Monday, June 16, 2014

Investing For The Amateur

“Spend some, save some;” no matter how nominal the amount. It’s a concept that has stuck with me throughout the years, and one that I have certainly benefited from. As helpful as it has been, I think its missing one thing. “Spend some, save some, and invest some” that sounds pretty good to me. Why not allow your money to make you money. Investing is something that I feel is not done enough, at least not among most of the people that I know. I think many people have this misconception that you need to be rich to invest. Completely NOT true. The best thing about investing is that you can tailor your portfolio based on your personal needs and risk tolerance. What is risk tolerance? Most people are familiar with the phrase “no risk, no reward”. The more you are willing to invest the higher potential for earnings. The thing about this is that we all want a grand reward but aren’t willing to invest a grand amount of money. That’s because our risk tolerance doesn’t always match our dream investment outcomes. Investopedia defines it be “the degree of variability in investment returns that an individual is willing to withstand.” I came across a quick quiz that allowed me to assess my risk tolerance. Took me literally a minute. So once you’re done, we can do a quick review of the most appropriate investment types throughout the risk tolerance spectrum.



Now that you’ve completed that quick and easy assessment, let’s discuss which investments vehicles will make the most sense for you!

Low Risk Investor- Bonds are your best bet! A bond is “a debt investment in which an investor loans money to an entity (corporate or governmental) that borrows the funds for a defined period of time at a fixed interest rate.” Keep in mind that earnings will be little to none here. Mutual funds may also be a good option for you. A Mutual Fund is an investment vehicle that is made up of a pool of funds collected from many investors for the purpose of investing in securities such as stocks, bonds, money market instruments and similar assets.”

Moderate Risk Investor- Mutual funds work for this investor as well. The moderate investor may however be more likely to invest funds that are made up of more stocks than bonds. The quiz confirmed that I fall in this category. My results went on to say, “Hybrid funds that contain both stocks and bonds would work.
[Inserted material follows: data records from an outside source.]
use std::collections::{BTreeMap, BTreeSet};
use std::fmt;

use crate::ease::Ease;
use crate::trigger::Trigger;

/// Element id of an animated node
pub type TargetId = String;

/// Property values per target at one instant
pub type Frame = BTreeMap<TargetId, Props>;

/// Duration a spec gets when none is given, in seconds
pub const DEFAULT_DURATION: f64 = 0.5;

/// Visual properties the sequencer can drive
#[derive(Debug, Clone, Copy, PartialEq, Eq, PartialOrd, Ord, Hash)]
pub enum Property {
    /// Horizontal offset in pixels
    X,
    /// Vertical offset in pixels
    Y,
    Opacity,
    Scale,
    /// Width as a percentage of the parent
    Width,
}

impl Property {
    /// Value the property has when nothing animates it
    pub fn rest_value(self) -> f64 {
        match self {
            Property::X | Property::Y => 0.0,
            Property::Opacity | Property::Scale => 1.0,
            Property::Width => 100.0,
        }
    }
}

impl fmt::Display for Property {
    fn fmt(&self, f: &mut fmt::Formatter<'_>) -> fmt::Result {
        match self {
            Property::X => write!(f, "x"),
            Property::Y => write!(f, "y"),
            Property::Opacity => write!(f, "opacity"),
            Property::Scale => write!(f, "scale"),
            Property::Width => write!(f, "width"),
        }
    }
}

/// A set of property values
#[derive(Debug, Clone, Default, PartialEq)]
pub struct Props(BTreeMap<Property, f64>);

impl Props {
    pub fn new() -> Self {
        Self::default()
    }

    pub fn with(mut self, property: Property, value: f64) -> Self {
        self.0.insert(property, value);
        self
    }

    pub fn set(&mut self, property: Property, value: f64) {
        self.0.insert(property, value);
    }

    pub fn get(&self, property: Property) -> Option<f64> {
        self.0.get(&property).copied()
    }

    pub fn contains(&self, property: Property) -> bool {
        self.0.contains_key(&property)
    }

    pub fn iter(&self) -> impl Iterator<Item = (Property, f64)> + '_ {
        self.0.iter().map(|(p, v)| (*p, *v))
    }

    pub fn is_empty(&self) -> bool {
        self.0.is_empty()
    }

    /// Overwrite with every value from `other`
    pub fn merge(&mut self, other: &Props) {
        for (property, value) in other.iter() {
            self.0.insert(property, value);
        }
    }

    /// Values between `from` and `to` at eased progress `t`.
    ///
    /// Only properties named in `to` are produced; a property missing from
    /// `from` starts at its rest value.
    pub fn interpolate(from: &Props, to: &Props, t: f64) -> Props {
        let mut out = Props::new();
        for (property, end) in to.iter() {
            let start = from.get(property).unwrap_or_else(|| property.rest_value());
            out.set(property, start + (end - start) * t);
        }
        out
    }
}

/// How often a tween plays after its first run
#[derive(Debug, Clone, Copy, PartialEq)]
pub struct Repeat {
    /// Extra plays after the first, `None` for forever
    pub count: Option<u32>,
    /// Alternate direction on every other play
    pub yoyo: bool,
}

impl Repeat {
    pub fn times(count: u32, yoyo: bool) -> Self {
        Self {
            count: Some(count),
            yoyo,
        }
    }

    pub fn forever(yoyo: bool) -> Self {
        Self { count: None, yoyo }
    }

    fn plays(&self) -> Option<u32> {
        self.count.map(|c| c.saturating_add(1))
    }
}

/// Declarative description of one entrance transition
#[derive(Debug, Clone, PartialEq)]
pub struct AnimationSpec {
    pub targets: Vec<TargetId>,
    pub from: Props,
    pub to: Props,
    pub duration: f64,
    pub ease: Ease,
    pub stagger: Option<f64>,
    pub repeat: Option<Repeat>,
    pub trigger: Trigger,
}

impl AnimationSpec {
    pub fn from_to<I, S>(targets: I, from: Props, to: Props) -> Self
    where
        I: IntoIterator<Item = S>,
        S: Into<TargetId>,
    {
        Self {
            targets: targets.into_iter().map(Into::into).collect(),
            from,
            to,
            duration: DEFAULT_DURATION,
            ease: Ease::default(),
            stagger: None,
            repeat: None,
            trigger: Trigger::OnMount,
        }
    }

    pub fn duration(mut self, seconds: f64) -> Self {
        self.duration = seconds.max(0.0);
        self
    }

    pub fn ease(mut self, ease: Ease) -> Self {
        self.ease = ease;
        self
    }

    pub fn stagger(mut self, seconds: f64) -> Self {
        self.stagger = Some(seconds.max(0.0));
        self
    }

    pub fn repeat(mut self, repeat: Repeat) -> Self {
        self.repeat = Some(repeat);
        self
    }

    pub fn trigger(mut self, trigger: Trigger) -> Self {
        self.trigger = trigger;
        self
    }

    /// Time from the spec's start until its last target finishes, `None` when
    /// it repeats forever
    pub fn span(&self) -> Option<f64> {
        let plays = match self.repeat.as_ref() {
            Some(repeat) => repeat.plays()?,
            None => 1,
        };
        let last = self.stagger_offset(self.targets.len().saturating_sub(1));
        Some(last + self.duration * f64::from(plays))
    }

    fn stagger_offset(&self, index: usize) -> f64 {
        self.stagger.unwrap_or(0.0) * index as f64
    }
}

/// Where a spec lands on a timeline
#[derive(Debug, Clone, Copy, PartialEq)]
pub enum Position {
    /// After everything already on the timeline
    End,
    /// This many seconds before the timeline's current end (`-=s`)
    Overlap(f64),
    /// Together with the previously added spec
    WithPrevious,
    /// Absolute time from the timeline origin
    At(f64),
}

/// One target's resolved transition
#[derive(Debug, Clone, PartialEq)]
struct Tween {
    target: TargetId,
    from: Props,
    to: Props,
    start: f64,
    duration: f64,
    ease: Ease,
    repeat: Option<Repeat>,
}

impl Tween {
    /// Eased progress at `local` seconds after the tween's start
    fn progress(&self, local: f64) -> f64 {
        if self.duration <= 0.0 {
            return self.ease.apply(1.0);
        }

        let plays = match self.repeat.as_ref() {
            Some(repeat) => repeat.plays(),
            None => Some(1),
        };
        let mut cycle = (local / self.duration).floor();
        let mut within = local - cycle * self.duration;
        if let Some(plays) = plays {
            let last = f64::from(plays) - 1.0;
            if cycle > last {
                cycle = last;
                within = self.duration;
            }
        }

        let mut linear = within / self.duration;
        if self.repeat.is_some_and(|r| r.yoyo) && cycle as u64 % 2 == 1 {
            linear = 1.0 - linear;
        }
        self.ease.apply(linear)
    }

    fn value_at(&self, local: f64) -> Props {
        Props::interpolate(&self.from, &self.to, self.progress(local))
    }
}

/// Specs laid out on a shared time origin.
///
/// Sampling is a pure function of elapsed time, so a timeline can be
/// previewed or tested without a clock.
#[derive(Debug, Clone, Default, PartialEq)]
pub struct Timeline {
    tweens: Vec<Tween>,
    starts: Vec<f64>,
    end: f64,
    infinite: bool,
}

impl Timeline {
    pub fn new() -> Self {
        Self::default()
    }

    /// Timeline holding a single spec at its origin
    pub fn single(spec: AnimationSpec) -> Self {
        Self::new().then(spec, Position::End)
    }

    /// Builder form of [`Timeline::push`]
    pub fn then(mut self, spec: AnimationSpec, position: Position) -> Self {
        self.push(spec, position);
        self
    }

    /// Add a spec and return its resolved start time
    pub fn push(&mut self, spec: AnimationSpec, position: Position) -> f64 {
        let start = match position {
            Position::End => self.end,
            Position::Overlap(seconds) => (self.end - seconds).max(0.0),
            Position::WithPrevious => self.starts.last().copied().unwrap_or(0.0),
            Position::At(seconds) => seconds.max(0.0),
        };

        for (index, target) in spec.targets.iter().enumerate() {
            let tween = Tween {
                target: target.clone(),
                from: spec.from.clone(),
                to: spec.to.clone(),
                start: start + spec.stagger_offset(index),
                duration: spec.duration,
                ease: spec.ease,
                repeat: spec.repeat,
            };
            // Keep tweens ordered by start so later starters override
            let at = self.tweens.partition_point(|t| t.start <= tween.start);
            self.tweens.insert(at, tween);
        }

        match spec.span() {
            Some(span) => self.end = self.end.max(start + span),
            None => {
                self.infinite = true;
                let first_pass = spec.stagger_offset(spec.targets.len().saturating_sub(1)) + spec.duration;
                self.end = self.end.max(start + first_pass);
            }
        }
        self.starts.push(start);
        start
    }

    /// Resolved start of every pushed spec, in push order
    pub fn starts(&self) -> &[f64] {
        &self.starts
    }

    /// Total length, `None` when something repeats forever
    pub fn duration(&self) -> Option<f64> {
        if self.infinite { None } else { Some(self.end) }
    }

    pub fn is_empty(&self) -> bool {
        self.tweens.is_empty()
    }

    pub fn targets(&self) -> BTreeSet<&str> {
        self.tweens.iter().map(|t| t.target.as_str()).collect()
    }

    /// Property values per target at `elapsed` seconds from the origin
    pub fn sample(&self, elapsed: f64) -> Frame {
        let mut frame = Frame::new();
        for tween in &self.tweens {
            let values = frame.entry(tween.target.clone()).or_default();
            if elapsed >= tween.start {
                values.merge(&tween.value_at(elapsed - tween.start));
            } else {
                // Not started yet: hold the from state unless an earlier tween owns it
                for (property, value) in tween.from.iter() {
                    if !values.contains(property) {
                        values.set(property, value);
                    }
                }
            }
        }
        frame.retain(|_, props| !props.is_empty());
        frame
    }
}
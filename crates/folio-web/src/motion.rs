use folio_core::choreography::{Choreography, Registered};
use folio_core::{Action, AnimationId, Sequencer, SmoothScroll};
use gloo::render::{AnimationFrame, request_animation_frame};
use leptos::prelude::*;
use tracing::debug;

use crate::dom::{self, DomStage, DomViewport};

/// A smooth scroll in flight
struct ScrollRun {
    scroll: SmoothScroll,
    elapsed: f64,
}

/// Everything the frame loop drives
pub struct Motion {
    sequencer: Sequencer,
    registered: Registered,
    stage: DomStage,
    scroll: Option<ScrollRun>,
    frame: Option<AnimationFrame>,
    last_timestamp: Option<f64>,
}

impl Motion {
    /// Advance by the time since the previous frame. Returns true while
    /// anything is still moving.
    fn step(&mut self, timestamp: f64) -> bool {
        let dt = self
            .last_timestamp
            .map(|last| ((timestamp - last) / 1000.0).max(0.0))
            .unwrap_or(0.0);
        self.last_timestamp = Some(timestamp);

        let mut moving = self.sequencer.tick(dt, &mut self.stage);

        if let Some(run) = &mut self.scroll {
            run.elapsed += dt;
            dom::scroll_window_to(run.scroll.offset_at(run.elapsed));
            if run.scroll.is_finished(run.elapsed) {
                self.scroll = None;
            } else {
                moving = true;
            }
        }

        if !moving {
            self.last_timestamp = None;
        }
        moving
    }
}

/// Shared handle to the page's [`Motion`], provided as context.
///
/// The frame loop only runs while something moves; every entry point that can
/// start motion wakes it.
#[derive(Clone, Copy)]
pub struct MotionHandle(StoredValue<Motion, LocalStorage>);

impl MotionHandle {
    pub fn new(choreography: &Choreography) -> Self {
        let mut sequencer = Sequencer::new();
        let registered = choreography.register(&mut sequencer);
        Self(StoredValue::new_local(Motion {
            sequencer,
            registered,
            stage: DomStage::new(),
            scroll: None,
            frame: None,
            last_timestamp: None,
        }))
    }

    /// Write initial states, start the entrance and evaluate scroll triggers
    pub fn mount(self) {
        self.0.update_value(|m| {
            m.sequencer.render_initial(&mut m.stage);
            m.sequencer.mount();
        });
        self.observe();
    }

    /// Re-check scroll triggers against the current layout
    pub fn observe(self) {
        let Some(viewport) = DomViewport::current() else {
            return;
        };
        self.0.try_update_value(|m| m.sequencer.observe(&viewport));
        self.wake();
    }

    /// Drive a registered micro-interaction
    pub fn play(self, pick: impl FnOnce(&Registered) -> Option<AnimationId>, action: Action) {
        self.0.try_update_value(|m| {
            if let Some(id) = pick(&m.registered) {
                m.sequencer.apply(id, action);
            }
        });
        self.wake();
    }

    /// Start a smooth scroll, replacing any scroll in flight
    pub fn scroll(self, scroll: SmoothScroll) {
        debug!(from = scroll.from, to = scroll.to, "smooth scroll");
        self.0.try_update_value(|m| {
            m.scroll = Some(ScrollRun {
                scroll,
                elapsed: 0.0,
            })
        });
        self.wake();
    }

    /// Stop every animation and the frame loop for good
    pub fn shutdown(self) {
        self.0.try_update_value(|m| {
            m.sequencer.kill_all();
            m.scroll = None;
            m.frame = None;
        });
    }

    fn wake(self) {
        let idle = self.0.try_with_value(|m| m.frame.is_none()).unwrap_or(false);
        if idle {
            self.schedule();
        }
    }

    fn schedule(self) {
        let handle = request_animation_frame(move |timestamp| self.on_frame(timestamp));
        self.0.try_update_value(|m| m.frame = Some(handle));
    }

    fn on_frame(self, timestamp: f64) {
        let moving = self
            .0
            .try_update_value(|m| {
                m.frame = None;
                m.step(timestamp)
            })
            .unwrap_or(false);
        if moving {
            self.schedule();
        }
    }
}

pub fn use_motion() -> MotionHandle {
    expect_context::<MotionHandle>()
}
You want some stocks to keep you from falling behind in your returns, but you'll probably be comfortable only with the bluest of blue chips.” Described me to the T! I have to admit I’m a bit of an novice myself. Having only been in the market the past 3 years, I still have a bit to learn. As I take a more active role in my investing, I will share any tid bits that I come about. I can tell you now that I do have some diversification – variety of investment types, with different levels of associated risks- which makes sense for someone in the moderate realm.

High Risk Investor- This investor will be primarily invested in stock. However, they may also consider more complex investments such as Options-“the right to buy or sell a stock at a specific price”. This person may also parlay in more advance investing techniques like Hedging-“Making an investment to reduce the risk of adverse price movements in an asset.”

Regardless of your risk tolerance you always want to make sure you don’t have all of your eggs in one basket. Mix it up a little!